+++ Dataset records +++

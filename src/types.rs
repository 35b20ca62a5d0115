//! Ternary bits, fixed-width patterns, and the minimization mode.
//!
//! A [`Pattern`] is the cube notation used throughout the Quine-McCluskey tables:
//! one [`Bit`] per variable, where `-` marks a position that was generalized away.
//! Position 0 is the most significant bit and belongs to the first variable.
use std::fmt;

/// A single position of a ternary pattern.
#[derive(Debug, Copy, Clone, Eq, PartialEq, Ord, PartialOrd, Hash)]
pub enum Bit {
    Zero,
    One,
    DontCare,
}

impl Bit {
    /// Returns the character used in the tabular notation (`0`, `1` or `-`).
    pub fn as_char(self) -> char {
        match self {
            Bit::Zero => '0',
            Bit::One => '1',
            Bit::DontCare => '-',
        }
    }

    /// Checks whether a concrete bit value is matched by this position.
    pub fn matches(self, value: bool) -> bool {
        match self {
            Bit::Zero => !value,
            Bit::One => value,
            Bit::DontCare => true,
        }
    }
}

impl From<bool> for Bit {
    fn from(value: bool) -> Self {
        if value {
            Bit::One
        } else {
            Bit::Zero
        }
    }
}

impl fmt::Display for Bit {
    fn fmt(&self, f: &mut fmt::Formatter<'_>) -> fmt::Result {
        write!(f, "{}", self.as_char())
    }
}

/// A fixed-width ternary bit pattern.
///
/// # Invariants
///
/// - The width never changes after construction.
/// - Patterns built by [`Pattern::from_index`] contain no [`Bit::DontCare`].
#[derive(Debug, Clone, Eq, PartialEq, Ord, PartialOrd, Hash)]
pub struct Pattern(Vec<Bit>);

impl Pattern {
    /// Creates the fully concrete pattern of `index`, zero-padded to `width` bits.
    ///
    /// # Panics
    ///
    /// Panics if `width > 32`.
    pub fn from_index(index: u32, width: usize) -> Self {
        assert!(width <= 32, "Pattern width should be in the range 0..=32");
        let bits = (0..width)
            .map(|pos| Bit::from(bit_of(index, width, pos)))
            .collect();
        Pattern(bits)
    }

    /// Returns the number of positions.
    pub fn width(&self) -> usize {
        self.0.len()
    }

    pub fn bits(&self) -> &[Bit] {
        &self.0
    }

    pub fn get(&self, pos: usize) -> Bit {
        self.0[pos]
    }

    /// Number of [`Bit::One`] positions.
    pub fn ones(&self) -> usize {
        self.0.iter().filter(|&&b| b == Bit::One).count()
    }

    /// Number of [`Bit::DontCare`] positions.
    pub fn dont_cares(&self) -> usize {
        self.0.iter().filter(|&&b| b == Bit::DontCare).count()
    }

    /// Checks whether every position is [`Bit::DontCare`].
    pub fn is_universal(&self) -> bool {
        self.0.iter().all(|&b| b == Bit::DontCare)
    }

    /// Returns the single position where `self` and `other` differ,
    /// or `None` if they differ in zero or in more than one position.
    ///
    /// # Panics
    ///
    /// Panics if the widths differ.
    pub fn single_difference(&self, other: &Pattern) -> Option<usize> {
        assert_eq!(self.width(), other.width(), "Pattern widths must match");
        let mut diff = None;
        for (pos, (a, b)) in self.0.iter().zip(other.0.iter()).enumerate() {
            if a != b {
                if diff.is_some() {
                    return None;
                }
                diff = Some(pos);
            }
        }
        diff
    }

    /// Returns a copy with position `pos` generalized to [`Bit::DontCare`].
    pub fn generalize(&self, pos: usize) -> Self {
        let mut bits = self.0.clone();
        bits[pos] = Bit::DontCare;
        Pattern(bits)
    }

    /// Checks whether the concrete assignment encoded by `index` matches this pattern.
    pub fn matches(&self, index: u32) -> bool {
        let width = self.width();
        self.0
            .iter()
            .enumerate()
            .all(|(pos, b)| b.matches(bit_of(index, width, pos)))
    }
}

impl fmt::Display for Pattern {
    fn fmt(&self, f: &mut fmt::Formatter<'_>) -> fmt::Result {
        for b in &self.0 {
            write!(f, "{}", b)?;
        }
        Ok(())
    }
}

/// Value of position `pos` (0 = most significant) in the `width`-bit encoding of `index`.
pub fn bit_of(index: u32, width: usize, pos: usize) -> bool {
    (index >> (width - 1 - pos)) & 1 == 1
}

/// Polarity of a minimization run.
///
/// In [`Mode::Minterm`] the listed indices are where the function is true and the
/// result is a sum of products. In [`Mode::Maxterm`] the listed indices are where
/// the function is false and the result is a product of sums.
#[derive(Debug, Copy, Clone, Eq, PartialEq, Hash, Default)]
pub enum Mode {
    #[default]
    Minterm,
    Maxterm,
}

impl Mode {
    /// The bit value whose literal is rendered negated.
    pub fn negated_bit(self) -> Bit {
        match self {
            Mode::Minterm => Bit::Zero,
            Mode::Maxterm => Bit::One,
        }
    }
}

impl fmt::Display for Mode {
    fn fmt(&self, f: &mut fmt::Formatter<'_>) -> fmt::Result {
        match self {
            Mode::Minterm => write!(f, "minterm"),
            Mode::Maxterm => write!(f, "maxterm"),
        }
    }
}

#[cfg(test)]
mod tests {
    use super::*;

    use test_log::test;

    #[test]
    fn test_pattern_from_index() {
        let p = Pattern::from_index(5, 4);
        assert_eq!(p.to_string(), "0101");
        assert_eq!(p.width(), 4);
        assert_eq!(p.ones(), 2);
        assert_eq!(p.dont_cares(), 0);
    }

    #[test]
    fn test_pattern_zero_width_index() {
        assert_eq!(Pattern::from_index(0, 3).to_string(), "000");
        assert_eq!(Pattern::from_index(7, 3).to_string(), "111");
    }

    #[test]
    fn test_single_difference() {
        let a = Pattern::from_index(0b0101, 4);
        let b = Pattern::from_index(0b0111, 4);
        let c = Pattern::from_index(0b1111, 4);
        assert_eq!(a.single_difference(&b), Some(2));
        assert_eq!(a.single_difference(&c), None);
        assert_eq!(a.single_difference(&a), None);
    }

    #[test]
    fn test_generalize_and_match() {
        let p = Pattern::from_index(0b101, 3).generalize(1);
        assert_eq!(p.to_string(), "1-1");
        assert!(p.matches(0b101));
        assert!(p.matches(0b111));
        assert!(!p.matches(0b100));
        assert!(!p.is_universal());
        assert!(p.generalize(0).generalize(2).is_universal());
    }

    #[test]
    #[should_panic(expected = "Pattern widths must match")]
    fn test_single_difference_width_mismatch() {
        Pattern::from_index(1, 2).single_difference(&Pattern::from_index(1, 3));
    }

    #[test]
    fn test_mode_polarity() {
        assert_eq!(Mode::default(), Mode::Minterm);
        assert_eq!(Mode::Minterm.negated_bit(), Bit::Zero);
        assert_eq!(Mode::Maxterm.negated_bit(), Bit::One);
    }
}
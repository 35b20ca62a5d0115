//! Initial grouping of the Quine-McCluskey table by population count.

use log::debug;

use crate::term::Term;

/// Terms bucketed by the number of `1` bits in their pattern.
pub type Groups = Vec<Vec<Term>>;

/// Places a singleton term for every index into `groups[popcount(index)]`.
///
/// Returns exactly `width + 1` buckets, some of which may be empty.
/// Within a bucket, terms keep the order of `indices`.
pub fn initial_group(indices: impl IntoIterator<Item = u32>, width: usize) -> Groups {
    let mut groups: Groups = vec![Vec::new(); width + 1];
    for index in indices {
        let term = Term::singleton(index, width);
        groups[term.pattern().ones()].push(term);
    }
    debug!(
        "initial_group(width = {}) -> sizes {:?}",
        width,
        groups.iter().map(|g| g.len()).collect::<Vec<_>>()
    );
    groups
}
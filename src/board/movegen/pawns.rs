use super::super::path::straight_path;
use super::super::{Color, Coord, GameState, MoveList};

impl GameState {
    /// Destinations of a pawn of `colour` standing on `from`.
    ///
    /// Pushes need every square on the straight path to be empty; the
    /// double push is only offered from the home row. Diagonal steps are
    /// kept when they land on a hostile piece or a capturable en-passant
    /// target. No promotion handling.
    #[must_use]
    pub fn generate_pawn_moves(&self, from: Coord, colour: Color) -> MoveList {
        let mut moves = MoveList::new();
        if !from.check_bounds() {
            return moves;
        }
        let dir = colour.pawn_direction();

        let single = from.offset(0, dir);
        if self.path_is_clear(from, single) {
            moves.push(single);
        }

        if from.y == colour.pawn_home_row() {
            let double = from.offset(0, 2 * dir);
            if self.path_is_clear(from, double) {
                moves.push(double);
            }
        }

        for dx in [-1, 1] {
            let target = from.offset(dx, dir);
            if target.check_bounds() && self.is_hostile_target(target, colour) {
                moves.push(target);
            }
        }
        moves
    }

    fn path_is_clear(&self, from: Coord, to: Coord) -> bool {
        let mut path = straight_path(from, to);
        path.len() > 0 && path.all(|sq| self.empty_space(sq))
    }
}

+++

**Required work**
Only lines containing "MoveList" belong in the answer; copy every such line from the records.

**Response area**
use super::super::{Color, Coord, GameState, MoveList};
    pub fn generate_pawn_moves(&self, from: Coord, colour: Color) -> MoveList {
        let mut moves = MoveList::new();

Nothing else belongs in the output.